I had to find the division. I found the division’s command post east of Friedeberg. It had no signals unit and there were no communications with a superior headquarters. I took over command at about midday as I found this recently established ‘division’ in the course of disintegration as it retreated to Landsberg. While I was busy in Landsberg on the morning of the 31st January with the organization and deployment of the available units, I discovered that the ‘division’ had no anti-tank weapons, no ammunition or food supply arrangements and no signals unit. Neither was there a divisional medical officer. The artillery consisted of two horse-drawn batteries. The ‘division’ was not a ‘strong battle group’ nor were the troops battle-worthy.
The population of 45,000 inhabitants were still in the town and no preparations had been made for evacuation.

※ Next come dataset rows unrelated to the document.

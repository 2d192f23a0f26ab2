//! Keeper runtime lifecycle.

use std::sync::Arc;

use tokio::signal;
use tokio::sync::watch;
use tracing::{info, warn};

use crate::application::rebalance::RebalanceScheduler;
use crate::domain::pass::RebalancePass;
use crate::error::Result;
use crate::infrastructure::bootstrap::build_scheduler;
use crate::infrastructure::config::settings::Config;

/// Run the keeper until ctrl-c.
pub async fn run(config: Config) -> Result<()> {
    let (shutdown_tx, shutdown_rx) = watch::channel(false);
    tokio::spawn(async move {
        match signal::ctrl_c().await {
            Ok(()) => info!("Shutdown signal received"),
            Err(e) => warn!(error = %e, "Failed to listen for ctrl-c, shutting down"),
        }
        let _ = shutdown_tx.send(true);
    });
    run_with_shutdown(config, shutdown_rx).await
}

/// Run with externally controlled shutdown signal.
pub async fn run_with_shutdown(config: Config, shutdown: watch::Receiver<bool>) -> Result<()> {
    info!(
        chain_id = config.chain.chain_id,
        interval_secs = config.scheduler.interval_secs,
        backend = ?config.registry.backend,
        "Starting rebalance keeper"
    );
    let scheduler = build_scheduler(&config)?;
    run_scheduler(scheduler, shutdown).await;
    Ok(())
}

/// Drive `scheduler` until `shutdown` flips to true (or its sender drops),
/// then let the current pass finish.
pub async fn run_scheduler(scheduler: Arc<RebalanceScheduler>, mut shutdown: watch::Receiver<bool>) {
    let handle = scheduler.start();

    loop {
        if *shutdown.borrow() {
            break;
        }
        if shutdown.changed().await.is_err() {
            info!("Shutdown channel closed");
            break;
        }
    }

    handle.stop().await;
    info!("Rebalance keeper stopped");
}

/// Build everything from `config` and run a single pass.
pub async fn run_once(config: &Config) -> Result<RebalancePass> {
    let scheduler = build_scheduler(config)?;
    Ok(scheduler.run_pass().await)
}
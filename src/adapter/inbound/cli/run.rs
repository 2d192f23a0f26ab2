//! Handler for the `run` command.

use super::command::RunArgs;
use super::{init_logging, load_config, output};
use crate::error::Result;
use crate::infrastructure::config::settings::Config;
use crate::infrastructure::orchestration;

/// Execute the run command.
pub async fn execute(args: &RunArgs) -> Result<()> {
    let mut config = load_config(&args.config)?;
    apply_overrides(&mut config, args)?;
    init_logging(&mut config, &args.logs);

    print_startup(&config);
    orchestration::run(config).await
}

#[allow(clippy::result_large_err)]
fn apply_overrides(config: &mut Config, args: &RunArgs) -> Result<()> {
    if let Some(interval) = args.interval {
        config.scheduler.interval_secs = interval;
    }
    if let Some(concurrency) = args.concurrency {
        config.scheduler.concurrency = concurrency;
    }
    if args.no_run_on_start {
        config.scheduler.run_on_start = false;
    }
    config.validate()
}

fn print_startup(config: &Config) {
    output::header(env!("CARGO_PKG_VERSION"));
    output::field("RPC", &config.chain.rpc_url);
    if output::verbosity() > 0 {
        output::field("Chain ID", config.chain.chain_id);
        output::field("Delegation", &config.chain.delegation_address);
        if let Some(market) = &config.chain.market_address {
            output::field("Market", market);
        }
    }
    output::field("Interval", format!("{}s", config.scheduler.interval_secs));
    output::field("Concurrency", config.scheduler.concurrency);
    output::field("Registry", format!("{:?}", config.registry.backend).to_lowercase());
    if !config.wallet.is_configured() {
        output::warning("No operator key configured; the keeper cannot sign transactions");
    }
}

#[cfg(test)]
mod tests {
    use super::*;
    use crate::adapter::inbound::cli::command::{Cli, Commands};
    use clap::Parser;

    fn run_args(argv: &[&str]) -> RunArgs {
        let mut full = vec!["rebalance-keeper", "run"];
        full.extend_from_slice(argv);
        match Cli::try_parse_from(full).unwrap().command {
            Commands::Run(args) => args,
            _ => unreachable!(),
        }
    }

    #[test]
    fn overrides_replace_scheduler_settings() {
        let mut config = Config::default();
        apply_overrides(
            &mut config,
            &run_args(&["--interval", "30", "--concurrency", "8", "--no-run-on-start"]),
        )
        .unwrap();
        assert_eq!(config.scheduler.interval_secs, 30);
        assert_eq!(config.scheduler.concurrency, 8);
        assert!(!config.scheduler.run_on_start);
    }

    #[test]
    fn zero_interval_override_is_rejected() {
        let mut config = Config::default();
        assert!(apply_overrides(&mut config, &run_args(&["--interval", "0"])).is_err());
    }
}
//! Chain connection and contract configuration.

use std::time::Duration;

use serde::Deserialize;

/// Hedera testnet JSON-RPC relay.
pub const DEFAULT_RPC_URL: &str = "https://testnet.hashio.io/api";

/// Hedera testnet chain id.
pub const DEFAULT_CHAIN_ID: u64 = 296;

/// RebalancerDelegation deployment on Hedera testnet.
pub const DEFAULT_DELEGATION_ADDRESS: &str = "0x6D5f91cA52bdD5d3DAAb52D91fBfd7e7D253d64A";

/// Contracts and RPC endpoint the keeper talks to.
#[derive(Debug, Clone, Deserialize)]
pub struct ChainConfig {
    /// JSON-RPC endpoint. `RPC_URL` in the environment overrides it.
    #[serde(default = "default_rpc_url")]
    pub rpc_url: String,
    #[serde(default = "default_chain_id")]
    pub chain_id: u64,
    /// RebalancerDelegation contract, used for user targets.
    #[serde(default = "default_delegation_address")]
    pub delegation_address: String,
    /// Prediction market contract, required only for market targets.
    #[serde(default)]
    pub market_address: Option<String>,
    /// Fixed gas limit for rebalance transactions.
    #[serde(default = "default_gas_limit")]
    pub gas_limit: u64,
    /// How long to wait for a receipt before reporting an unknown outcome.
    #[serde(default = "default_confirmation_timeout_secs")]
    pub confirmation_timeout_secs: u64,
    #[serde(default = "default_required_confirmations")]
    pub required_confirmations: u64,
}

fn default_rpc_url() -> String {
    DEFAULT_RPC_URL.to_string()
}

const fn default_chain_id() -> u64 {
    DEFAULT_CHAIN_ID
}

fn default_delegation_address() -> String {
    DEFAULT_DELEGATION_ADDRESS.to_string()
}

const fn default_gas_limit() -> u64 {
    500_000
}

const fn default_confirmation_timeout_secs() -> u64 {
    120
}

const fn default_required_confirmations() -> u64 {
    1
}

impl ChainConfig {
    #[must_use]
    pub fn confirmation_timeout(&self) -> Duration {
        Duration::from_secs(self.confirmation_timeout_secs)
    }
}

impl Default for ChainConfig {
    fn default() -> Self {
        Self {
            rpc_url: default_rpc_url(),
            chain_id: default_chain_id(),
            delegation_address: default_delegation_address(),
            market_address: None,
            gas_limit: default_gas_limit(),
            confirmation_timeout_secs: default_confirmation_timeout_secs(),
            required_confirmations: default_required_confirmations(),
        }
    }
}
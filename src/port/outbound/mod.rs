//! Outbound ports (driven side): interfaces implemented by outbound adapters.
//!
//! These contracts describe the keeper's infrastructure dependencies: the
//! target registry, the chain, and pass history storage.

pub mod chain;
pub mod recorder;
pub mod registry;
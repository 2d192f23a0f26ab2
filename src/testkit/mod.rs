//! Shared test utilities available to both unit and integration tests.
//!
//! Enabled via `#[cfg(test)]` (unit tests) or the `testkit` feature
//! (integration tests).
//!
//! # Modules
//!
//! - [`chain`] - Scripted [`ChainReader`](crate::port::ChainReader) and
//!   [`ChainWriter`](crate::port::ChainWriter) fakes with call counters and
//!   per-target concurrency tracking.
//! - [`registry`] - Registry and recorder fakes for failure paths.
//! - [`domain`] - Builders for targets and on-chain state.

pub mod chain;
pub mod domain;
pub mod registry;
//! Argument and amount conversions for contract calls.

use std::str::FromStr;

use alloy_primitives::{Address, U256};
use chrono::{DateTime, Utc};
use rust_decimal::Decimal;

use crate::domain::id::TargetId;
use crate::error::ChainError;

/// Number of decimals for USDC token.
pub const USDC_DECIMALS: u32 = 6;

/// Convert USDC base units to decimal dollars.
#[must_use]
pub fn from_usdc_units(units: U256) -> Decimal {
    let int_val: u128 = units.try_into().unwrap_or(u128::MAX);
    let int_val = i128::try_from(int_val).unwrap_or(i128::MAX);
    Decimal::try_from_i128_with_scale(int_val, USDC_DECIMALS).unwrap_or(Decimal::MAX)
}

/// Parse a user target id into an address.
///
/// # Errors
///
/// Returns [`ChainError::InvalidTarget`] if the id is not a 20-byte hex address.
pub fn user_address(id: &TargetId) -> Result<Address, ChainError> {
    Address::from_str(id.as_str()).map_err(|e| ChainError::InvalidTarget {
        target: id.to_string(),
        reason: e.to_string(),
    })
}

/// Parse a market target id into the contract's `uint256` market id.
///
/// # Errors
///
/// Returns [`ChainError::InvalidTarget`] if the id is not a decimal integer.
pub fn market_id(id: &TargetId) -> Result<U256, ChainError> {
    U256::from_str_radix(id.as_str(), 10).map_err(|e| ChainError::InvalidTarget {
        target: id.to_string(),
        reason: e.to_string(),
    })
}

/// Convert a unix timestamp in seconds to UTC.
#[must_use]
pub fn from_unix_seconds(secs: u64) -> DateTime<Utc> {
    i64::try_from(secs)
        .ok()
        .and_then(|s| DateTime::from_timestamp(s, 0))
        .unwrap_or(DateTime::<Utc>::MAX_UTC)
}

#[cfg(test)]
mod tests {
    use super::*;
    use rust_decimal_macros::dec;

    #[test]
    fn usdc_units_scale_by_six_decimals() {
        assert_eq!(from_usdc_units(U256::from(1_500_000u64)), dec!(1.5));
        assert_eq!(from_usdc_units(U256::ZERO), Decimal::ZERO);
        assert_eq!(from_usdc_units(U256::from(1u64)), dec!(0.000001));
    }

    #[test]
    fn oversized_amount_saturates() {
        assert_eq!(from_usdc_units(U256::MAX), Decimal::MAX);
    }

    #[test]
    fn parses_target_arguments() {
        let id = TargetId::from("0x6D5f91cA52bdD5d3DAAb52D91fBfd7e7D253d64A");
        assert!(user_address(&id).is_ok());
        assert_eq!(market_id(&TargetId::from("42")).unwrap(), U256::from(42u64));
        assert!(matches!(
            market_id(&TargetId::from("0xzz")),
            Err(ChainError::InvalidTarget { .. })
        ));
        assert!(matches!(
            user_address(&TargetId::from("bob")),
            Err(ChainError::InvalidTarget { .. })
        ));
    }

    #[test]
    fn unix_seconds_convert() {
        assert_eq!(from_unix_seconds(0), DateTime::<Utc>::UNIX_EPOCH);
        assert_eq!(from_unix_seconds(u64::MAX), DateTime::<Utc>::MAX_UTC);
    }
}
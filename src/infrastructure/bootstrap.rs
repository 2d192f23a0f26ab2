//! Infrastructure bootstrap helpers for runtime wiring.

use std::sync::Arc;

use tracing::info;

use crate::adapter::outbound::memory::MemoryTargetRegistry;
use crate::adapter::outbound::sqlite::{open, DbPool, SqlitePassRecorder, SqliteTargetRegistry};
use crate::application::rebalance::{RebalanceScheduler, SchedulerSettings};
use crate::error::Result;
use crate::infrastructure::config::registry::RegistryBackend;
use crate::infrastructure::config::settings::Config;
use crate::port::{ChainReader, ChainWriter, PassRecorder, TargetRegistry};

/// Open (and migrate) the keeper database.
///
/// Pass history always lives here; with the `sqlite` backend so do the
/// targets.
#[allow(clippy::result_large_err)]
pub fn init_database(config: &Config) -> Result<DbPool> {
    let pool = open(&config.registry.database)?;
    info!(database = %config.registry.database, "Database initialized");
    Ok(pool)
}

/// Build the target registry for the configured backend.
#[allow(clippy::result_large_err)]
pub fn build_registry(config: &Config, pool: &DbPool) -> Result<Arc<dyn TargetRegistry>> {
    let registry: Arc<dyn TargetRegistry> = match config.registry.backend {
        RegistryBackend::Sqlite => Arc::new(SqliteTargetRegistry::new(pool.clone())),
        RegistryBackend::Static => {
            let targets = config.static_targets()?;
            info!(targets = targets.len(), "Using static target registry");
            Arc::new(MemoryTargetRegistry::with_targets(targets))
        }
    };
    Ok(registry)
}

pub fn build_recorder(pool: &DbPool) -> Arc<dyn PassRecorder> {
    Arc::new(SqlitePassRecorder::new(pool.clone()))
}

/// Connect the chain reader and the operator-signed writer.
#[cfg(feature = "evm")]
#[allow(clippy::result_large_err)]
pub fn build_chain(config: &Config) -> Result<(Arc<dyn ChainReader>, Arc<dyn ChainWriter>)> {
    use crate::adapter::outbound::evm::{EvmChainReader, EvmChainWriter};
    use crate::error::ConfigError;
    use crate::infrastructure::config::settings::OPERATOR_KEY_ENV;
    use crate::infrastructure::retry::RetryPolicy;

    let key = config
        .wallet
        .private_key
        .as_deref()
        .ok_or(ConfigError::MissingField {
            field: OPERATOR_KEY_ENV,
        })?;
    let retry = RetryPolicy::from_config(&config.retry);

    let reader = EvmChainReader::connect(&config.chain, retry.clone())?;
    let writer = EvmChainWriter::connect(&config.chain, key, retry)?;
    info!(
        rpc_url = %config.chain.rpc_url,
        chain_id = config.chain.chain_id,
        operator = %writer.operator(),
        "Chain adapters connected"
    );

    Ok((Arc::new(reader), Arc::new(writer)))
}

#[cfg(not(feature = "evm"))]
#[allow(clippy::result_large_err)]
pub fn build_chain(_config: &Config) -> Result<(Arc<dyn ChainReader>, Arc<dyn ChainWriter>)> {
    Err(crate::error::ConfigError::Other(
        "this build has no chain adapter; enable the `evm` feature".to_string(),
    )
    .into())
}

/// Wire a scheduler from configuration: registry, chain adapters and
/// pass history.
#[allow(clippy::result_large_err)]
pub fn build_scheduler(config: &Config) -> Result<Arc<RebalanceScheduler>> {
    let pool = init_database(config)?;
    let registry = build_registry(config, &pool)?;
    let (reader, writer) = build_chain(config)?;

    let scheduler = RebalanceScheduler::new(
        registry,
        reader,
        writer,
        SchedulerSettings::from(&config.scheduler),
    )
    .with_recorder(build_recorder(&pool));

    Ok(Arc::new(scheduler))
}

I received Himmler’s orders from the commander-in-chief of the 9th Army to defend Landsberg as a fortress over the telephone. Russian tanks were already north of the Warthe-Netze sector. I had the Warthe Bridge demolished. After some conscientious consideration, I decided to disobey this order [to defend Landsberg], which I considered senseless and whose compliance would serve no purpose other than great loss in human life.
Landsberg was abandoned by the ‘Woldenberg’ Division that same night. Major-General Kegler had set the withdrawal for February 1st, as the Soviet spearheads had already reached Küstrin some 40 kilometres to his rear, but his demoralized soldiers would not wait and abandoned their positions in the dark. The headquarters staff were only able to stop these demoralized units with difficulty some 3 kilometres west of the town.
Kegler reported by telephone to the 9th Army commander, General Busse, who had meanwhile established his headquarters in the Oderbruch village of Golzow. Busse demanded that Landsberg be retaken and defended, threatening Kegler with court-martial in accordance with Himmler’s orders. Nevertheless, Kegler stuck to his decision to withdraw to Küstrin by stages over the following nights. Even this, in view of the state of his troops and his open flank, was risky, and depended to a large extent upon their not being attacked as they withdrew along the northern edge of the Warthebruch on Reichsstrasse 1.